Your task
Copy each line of the records below, from the first through the one that contains "rule violations into", exactly as written.

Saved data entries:
┌──

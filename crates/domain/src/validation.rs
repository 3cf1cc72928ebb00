//! Request validation on top of the `validator` crate.

use validator::{Validate, ValidationErrors, ValidationErrorsKind};

use crate::error::DomainError;

/// Validates a request, turning rule violations into
/// [`DomainError::Validation`] with one `field: rule` detail per failure.
pub fn validate<T: Validate>(request: &T) -> Result<(), DomainError> {
    request.validate().map_err(into_domain_error)
}

/// Converts collected validation errors into a domain error.
pub fn into_domain_error(errors: ValidationErrors) -> DomainError {
    let mut details = Vec::new();
    collect(&errors, "", &mut details);
    details.sort();
    DomainError::validation("the request is not valid", details)
}

fn collect(errors: &ValidationErrors, prefix: &str, out: &mut Vec<String>) {
    for (field, kind) in errors.errors() {
        let path = if prefix.is_empty() {
            field.to_string()
        } else {
            format!("{prefix}.{field}")
        };
        match kind {
            ValidationErrorsKind::Field(errs) => {
                for err in errs {
                    out.push(format!("{path}: {}", err.code));
                }
            }
            ValidationErrorsKind::Struct(inner) => collect(inner, &path, out),
            ValidationErrorsKind::List(items) => {
                for (index, inner) in items {
                    collect(inner, &format!("{path}[{index}]"), out);
                }
            }
        }
    }
}

#[cfg(test)]
mod tests {
    use super::*;
    use crate::error::ErrorKind;

    #[derive(Validate)]
    struct Sample {
        #[validate(length(min = 1, max = 5))]
        name: String,
        #[validate(email)]
        email: String,
    }

    #[test]
    fn test_valid_request_passes() {
        let ok = Sample {
            name: "ok".to_string(),
            email: "a@b.co".to_string(),
        };
        assert!(validate(&ok).is_ok());
    }

    #[test]
    fn test_details_name_field_and_rule() {
        let bad = Sample {
            name: String::new(),
            email: "nope".to_string(),
        };
        let err = validate(&bad).unwrap_err();
        assert_eq!(err.kind(), ErrorKind::Validation);
        match err {
            DomainError::Validation { details, .. } => {
                assert_eq!(details, vec!["email: email", "name: length"]);
            }
            other => panic!("unexpected error: {other:?}"),
        }
    }
}
//! Translation of [`Query`] values into PostgreSQL predicates.
//!
//! Conditions become `field <op> $n` fragments joined with the query's
//! logical operators. NULL comparisons are written inline because
//! PostgreSQL has no bindable `IS $n`.

use common::{ComparisonOperator, Page, Query, Value};
use sqlx::Postgres;
use sqlx::postgres::PgArguments;
use sqlx::query::Query as SqlxQuery;

use crate::error::{PersistenceError, Result};

/// A bindable, non-null parameter.
#[derive(Debug, Clone, PartialEq, Eq)]
pub enum SqlParam {
    Text(String),
    Integer(i64),
    Bool(bool),
}

/// A translated predicate and its parameters in placeholder order.
#[derive(Debug, Clone, Default, PartialEq, Eq)]
pub struct Predicate {
    pub sql: String,
    pub params: Vec<SqlParam>,
}

impl Predicate {
    /// Returns ` WHERE <sql>`, or nothing for an empty predicate.
    pub fn where_clause(&self) -> String {
        if self.sql.is_empty() {
            String::new()
        } else {
            format!(" WHERE {}", self.sql)
        }
    }

    /// Returns ` LIMIT $n OFFSET $m` numbered after this predicate's params.
    pub fn limit_clause(&self) -> String {
        let next = self.params.len() + 1;
        format!(" LIMIT ${} OFFSET ${}", next, next + 1)
    }
}

fn check_field(field: &str) -> Result<()> {
    let valid = !field.is_empty() && field.bytes().all(|b| b.is_ascii_lowercase() || b == b'_');
    if valid {
        Ok(())
    } else {
        Err(PersistenceError::InvalidField(field.to_string()))
    }
}

fn param(value: &Value) -> Option<SqlParam> {
    match value {
        Value::Null => None,
        Value::Text(s) => Some(SqlParam::Text(s.clone())),
        Value::Integer(n) => Some(SqlParam::Integer(*n)),
        Value::Bool(b) => Some(SqlParam::Bool(*b)),
    }
}

/// Translates `query` into a predicate.
///
/// An empty query yields an empty predicate with no parameters.
pub fn translate(query: &Query) -> Result<Predicate> {
    let mut out = Predicate::default();

    for node in query {
        let condition = &node.condition;
        check_field(&condition.field)?;

        if let Some(op) = node.operator {
            out.sql.push(' ');
            out.sql.push_str(op.as_str());
            out.sql.push(' ');
        }

        let field = &condition.field;
        let fragment = match (condition.operator, param(&condition.value)) {
            (ComparisonOperator::Equal, None) => format!("{field} IS NULL"),
            (ComparisonOperator::NotEqual, None) => format!("{field} IS NOT NULL"),
            (ComparisonOperator::Match, None) => {
                return Err(PersistenceError::UnsupportedCondition {
                    field: field.clone(),
                });
            }
            (ComparisonOperator::Match, Some(p)) => {
                let pattern = match p {
                    SqlParam::Text(s) => s,
                    SqlParam::Integer(n) => n.to_string(),
                    SqlParam::Bool(b) => b.to_string(),
                };
                out.params.push(SqlParam::Text(format!("%{pattern}%")));
                format!("{field} ILIKE ${}", out.params.len())
            }
            (ComparisonOperator::Equal, Some(p)) => {
                out.params.push(p);
                format!("{field} = ${}", out.params.len())
            }
            (ComparisonOperator::NotEqual, Some(p)) => {
                out.params.push(p);
                format!("{field} != ${}", out.params.len())
            }
        };
        out.sql.push_str(&fragment);
    }

    Ok(out)
}

/// Binds predicate parameters in order.
pub(crate) fn bind_params<'q>(
    mut query: SqlxQuery<'q, Postgres, PgArguments>,
    params: &'q [SqlParam],
) -> SqlxQuery<'q, Postgres, PgArguments> {
    for param in params {
        query = match param {
            SqlParam::Text(s) => query.bind(s.as_str()),
            SqlParam::Integer(n) => query.bind(*n),
            SqlParam::Bool(b) => query.bind(*b),
        };
    }
    query
}

/// Binds predicate parameters followed by the page's limit and offset.
pub(crate) fn bind_page<'q>(
    query: SqlxQuery<'q, Postgres, PgArguments>,
    params: &'q [SqlParam],
    page: Page,
) -> SqlxQuery<'q, Postgres, PgArguments> {
    bind_params(query, params)
        .bind(i64::from(page.size()))
        .bind(i64::try_from(page.offset()).unwrap_or(i64::MAX))
}

#[cfg(test)]
mod tests {
    use super::*;
    use common::{Condition, Value};

    #[test]
    fn test_empty_query_translates_to_nothing() {
        let p = translate(&Query::new()).unwrap();
        assert_eq!(p.sql, "");
        assert!(p.params.is_empty());
        assert_eq!(p.where_clause(), "");
        assert_eq!(p.limit_clause(), " LIMIT $1 OFFSET $2");
    }

    #[test]
    fn test_match_wraps_value() {
        let p = translate(&Query::with(Condition::matches("title", "hob"))).unwrap();
        assert_eq!(p.sql, "title ILIKE $1");
        assert_eq!(p.params, vec![SqlParam::Text("%hob%".to_string())]);
    }

    #[test]
    fn test_operators_and_placeholders() {
        let q = Query::with(Condition::equal("status", "PAID"))
            .and(Condition::not_equal("price", 0i64))
            .or(Condition::equal("user_id", "u-1"));
        let p = translate(&q).unwrap();
        assert_eq!(p.sql, "status = $1 AND price != $2 OR user_id = $3");
        assert_eq!(
            p.params,
            vec![
                SqlParam::Text("PAID".to_string()),
                SqlParam::Integer(0),
                SqlParam::Text("u-1".to_string()),
            ]
        );
        assert_eq!(p.where_clause(), " WHERE status = $1 AND price != $2 OR user_id = $3");
        assert_eq!(p.limit_clause(), " LIMIT $4 OFFSET $5");
    }

    #[test]
    fn test_restriction_is_repeated_per_or_group() {
        let q = Query::with(Condition::matches("title", "rust"))
            .or(Condition::matches("author_name", "rust"))
            .restrict(Condition::equal("user_id", "u-1"));
        let p = translate(&q).unwrap();
        assert_eq!(
            p.sql,
            "title ILIKE $1 AND user_id = $2 OR author_name ILIKE $3 AND user_id = $4"
        );
        assert_eq!(p.params[1], SqlParam::Text("u-1".to_string()));
        assert_eq!(p.params[3], SqlParam::Text("u-1".to_string()));
    }

    #[test]
    fn test_null_values_are_inlined() {
        let q = Query::with(Condition::equal("payment_intent_id", Value::Null))
            .and(Condition::not_equal("client_secret", Value::Null))
            .and(Condition::equal("user_id", "u-1"));
        let p = translate(&q).unwrap();
        assert_eq!(
            p.sql,
            "payment_intent_id IS NULL AND client_secret IS NOT NULL AND user_id = $1"
        );
        assert_eq!(p.params.len(), 1);
    }

    #[test]
    fn test_match_against_null_is_rejected() {
        let err = translate(&Query::with(Condition::matches("title", Value::Null))).unwrap_err();
        assert!(matches!(err, PersistenceError::UnsupportedCondition { .. }));
    }

    #[test]
    fn test_field_names_are_restricted() {
        for bad in ["", "title; DROP TABLE books", "Title", "a.b", "x1"] {
            let err = translate(&Query::with(Condition::equal(bad, "v"))).unwrap_err();
            assert!(matches!(err, PersistenceError::InvalidField(_)), "{bad}");
        }
    }
}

└──

Result of this task
filename crates/domain/src/validation.rs
repository 3cf1cc72928ebb00
//! Request validation on top of the `validator` crate.

use validator::{Validate, ValidationErrors, ValidationErrorsKind};

use crate::error::DomainError;

/// Validates a request, turning rule violations into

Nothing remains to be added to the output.